Most Twizy drivers will struggle to achieve 125 [wall] Watt-hours per mile and a range of 50 miles in a hilly area like ours.  There are two important numbers governing the range and speed of a Twizy – 30 and 50.  If you drive a Twizy at 50 mph (its maximum speed) whenever you can, and otherwise as fast as conditions allow, you might get 30 miles.  If you drive at 30mph on flat roads whenever you can, and at whatever speed the same power can maintain at other times, you can manage well over 50 miles unless the terrain is against you.

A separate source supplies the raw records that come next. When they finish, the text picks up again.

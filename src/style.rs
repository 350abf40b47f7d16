use ratatui::style::Style;
use ratatui::text::Line;
use ratatui::widgets::Borders;

/// Visual settings of [`crate::CollectionView`].
#[derive(Clone)]
pub struct CollectionViewStyle<'a> {
    pub title: Option<Line<'a>>,
    pub block_style: Style,
    pub border_style: Style,
    pub highlight_style: Style,
    /// Style of labels that directly match the active search.
    pub match_style: Style,
    pub highlight_symbol: &'a str,
    pub borders: Borders,
}

impl Default for CollectionViewStyle<'_> {
    fn default() -> Self {
        Self {
            title: None,
            block_style: Style::default(),
            border_style: Style::default(),
            highlight_style: Style::default(),
            match_style: Style::default(),
            highlight_symbol: ">> ",
            borders: Borders::ALL,
        }
    }
}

To understand why speed has such an impact on energy consumption, we need to know where the energy goes:  some is lost as heat in the conversion from electrical to mechanical energy; a fair bit to the tyres; a fair bit to the drive-train, gears, bearings and brakes; and some to the control systems and (at night) the lights.  Most of the large power drains increase roughly linearly with speed, so although you use twice as much to go twice as fast, it shouldn’t affect how far you can go because you take half the time. But above about 10mph you are also subject to air resistance, whose force increases with the cube of the speed, which means that the power to overcome it goes up with the square.  So by about 50mph pushing the air aside is accounting for at least half the power expended while at 25mph it accounts for less than a quarter.

The (purely illustrative) figure below models a typical “power budget” you might expect to maintain a Twizy at a constant speed on a flat road.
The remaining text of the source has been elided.